┌──

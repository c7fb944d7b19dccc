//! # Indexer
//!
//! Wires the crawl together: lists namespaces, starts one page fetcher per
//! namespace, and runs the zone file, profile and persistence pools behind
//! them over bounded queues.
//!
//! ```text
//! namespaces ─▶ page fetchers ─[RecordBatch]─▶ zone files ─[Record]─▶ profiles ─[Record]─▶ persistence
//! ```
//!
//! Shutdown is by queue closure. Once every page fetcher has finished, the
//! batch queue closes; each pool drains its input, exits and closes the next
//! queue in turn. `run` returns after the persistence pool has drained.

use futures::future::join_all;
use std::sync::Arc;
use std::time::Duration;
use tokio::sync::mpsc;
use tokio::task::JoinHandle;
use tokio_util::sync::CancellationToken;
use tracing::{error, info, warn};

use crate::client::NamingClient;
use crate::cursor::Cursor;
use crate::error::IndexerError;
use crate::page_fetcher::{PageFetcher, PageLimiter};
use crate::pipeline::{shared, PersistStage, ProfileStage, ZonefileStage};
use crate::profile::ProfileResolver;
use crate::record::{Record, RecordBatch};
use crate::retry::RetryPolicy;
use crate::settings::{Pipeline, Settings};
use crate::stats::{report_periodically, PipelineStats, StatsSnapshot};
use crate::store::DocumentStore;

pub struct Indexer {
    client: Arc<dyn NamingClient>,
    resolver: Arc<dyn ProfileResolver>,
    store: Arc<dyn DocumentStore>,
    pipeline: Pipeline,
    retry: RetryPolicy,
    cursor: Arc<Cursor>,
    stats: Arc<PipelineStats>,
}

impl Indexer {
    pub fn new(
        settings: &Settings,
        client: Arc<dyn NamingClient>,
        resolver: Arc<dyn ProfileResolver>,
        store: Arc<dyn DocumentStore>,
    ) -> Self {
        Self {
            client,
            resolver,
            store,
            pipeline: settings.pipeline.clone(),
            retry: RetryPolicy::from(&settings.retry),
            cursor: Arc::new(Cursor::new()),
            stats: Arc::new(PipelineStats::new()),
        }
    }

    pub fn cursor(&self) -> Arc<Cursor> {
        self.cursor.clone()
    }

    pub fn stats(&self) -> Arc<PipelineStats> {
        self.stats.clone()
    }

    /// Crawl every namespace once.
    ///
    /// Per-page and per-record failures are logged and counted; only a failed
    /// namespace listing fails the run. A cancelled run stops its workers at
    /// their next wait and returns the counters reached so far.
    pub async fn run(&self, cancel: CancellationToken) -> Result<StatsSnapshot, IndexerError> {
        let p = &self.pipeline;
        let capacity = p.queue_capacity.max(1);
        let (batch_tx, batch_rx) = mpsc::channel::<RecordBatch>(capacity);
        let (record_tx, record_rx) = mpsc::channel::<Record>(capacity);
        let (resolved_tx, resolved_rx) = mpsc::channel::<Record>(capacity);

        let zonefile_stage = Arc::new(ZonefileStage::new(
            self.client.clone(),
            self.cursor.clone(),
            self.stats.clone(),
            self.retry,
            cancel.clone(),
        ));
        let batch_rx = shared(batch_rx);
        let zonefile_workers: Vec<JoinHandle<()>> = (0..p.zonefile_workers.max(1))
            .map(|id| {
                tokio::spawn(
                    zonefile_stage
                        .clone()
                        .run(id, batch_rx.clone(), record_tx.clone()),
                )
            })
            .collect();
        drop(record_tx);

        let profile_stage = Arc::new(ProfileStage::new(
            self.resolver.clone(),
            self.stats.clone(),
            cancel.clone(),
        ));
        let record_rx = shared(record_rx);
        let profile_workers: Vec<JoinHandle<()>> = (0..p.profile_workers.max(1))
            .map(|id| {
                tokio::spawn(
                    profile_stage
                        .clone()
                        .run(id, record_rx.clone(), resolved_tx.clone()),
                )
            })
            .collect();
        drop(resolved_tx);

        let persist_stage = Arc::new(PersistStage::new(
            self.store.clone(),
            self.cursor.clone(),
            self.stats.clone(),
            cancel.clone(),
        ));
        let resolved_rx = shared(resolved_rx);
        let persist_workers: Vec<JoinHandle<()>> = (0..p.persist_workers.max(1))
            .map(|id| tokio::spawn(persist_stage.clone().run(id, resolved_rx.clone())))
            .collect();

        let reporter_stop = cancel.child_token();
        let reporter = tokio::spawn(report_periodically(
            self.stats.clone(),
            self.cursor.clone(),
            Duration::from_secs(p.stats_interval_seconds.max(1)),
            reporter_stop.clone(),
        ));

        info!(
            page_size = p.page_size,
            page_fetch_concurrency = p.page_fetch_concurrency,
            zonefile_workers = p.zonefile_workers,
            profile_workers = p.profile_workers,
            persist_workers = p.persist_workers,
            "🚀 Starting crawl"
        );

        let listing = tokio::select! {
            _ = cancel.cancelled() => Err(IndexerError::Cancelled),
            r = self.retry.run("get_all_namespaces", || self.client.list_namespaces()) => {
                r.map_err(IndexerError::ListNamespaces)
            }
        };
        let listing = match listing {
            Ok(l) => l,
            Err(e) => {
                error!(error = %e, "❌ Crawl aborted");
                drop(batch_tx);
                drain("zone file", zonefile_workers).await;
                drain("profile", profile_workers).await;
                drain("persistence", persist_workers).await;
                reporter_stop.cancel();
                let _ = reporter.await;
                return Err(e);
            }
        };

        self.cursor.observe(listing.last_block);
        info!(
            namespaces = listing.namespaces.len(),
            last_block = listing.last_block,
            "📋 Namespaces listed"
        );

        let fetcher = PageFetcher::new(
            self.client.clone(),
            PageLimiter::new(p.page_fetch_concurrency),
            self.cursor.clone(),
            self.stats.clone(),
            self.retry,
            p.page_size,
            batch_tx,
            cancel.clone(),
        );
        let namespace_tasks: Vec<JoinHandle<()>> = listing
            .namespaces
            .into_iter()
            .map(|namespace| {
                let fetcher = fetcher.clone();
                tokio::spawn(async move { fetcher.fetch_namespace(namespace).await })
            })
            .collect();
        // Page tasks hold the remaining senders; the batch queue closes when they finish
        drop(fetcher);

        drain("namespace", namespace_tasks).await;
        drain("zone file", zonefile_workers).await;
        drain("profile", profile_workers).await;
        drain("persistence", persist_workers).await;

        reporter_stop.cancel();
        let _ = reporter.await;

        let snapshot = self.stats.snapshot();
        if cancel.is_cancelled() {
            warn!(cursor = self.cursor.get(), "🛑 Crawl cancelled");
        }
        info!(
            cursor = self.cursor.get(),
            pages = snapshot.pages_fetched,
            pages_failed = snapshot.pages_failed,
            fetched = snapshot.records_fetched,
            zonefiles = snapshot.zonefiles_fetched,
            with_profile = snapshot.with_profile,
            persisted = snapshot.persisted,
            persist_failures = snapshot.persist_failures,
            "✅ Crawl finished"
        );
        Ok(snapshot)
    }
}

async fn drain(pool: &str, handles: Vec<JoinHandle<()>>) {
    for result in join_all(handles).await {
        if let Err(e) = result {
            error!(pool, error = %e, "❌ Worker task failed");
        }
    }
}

└──

Task item: Restate the entries above word for word, beginning with their first line and ending with the line holding "use tokio::sync::mpsc;"; omit everything else.

Reply:
repository c7fb944d7b19dccc
//! # Indexer
//!
//! Wires the crawl together: lists namespaces, starts one page fetcher per
//! namespace, and runs the zone file, profile and persistence pools behind
//! them over bounded queues.
//!
//! ```text
//! namespaces ─▶ page fetchers ─[RecordBatch]─▶ zone files ─[Record]─▶ profiles ─[Record]─▶ persistence
//! ```
//!
//! Shutdown is by queue closure. Once every page fetcher has finished, the
//! batch queue closes; each pool drains its input, exits and closes the next
//! queue in turn. `run` returns after the persistence pool has drained.

use futures::future::join_all;
use std::sync::Arc;
use std::time::Duration;
use tokio::sync::mpsc;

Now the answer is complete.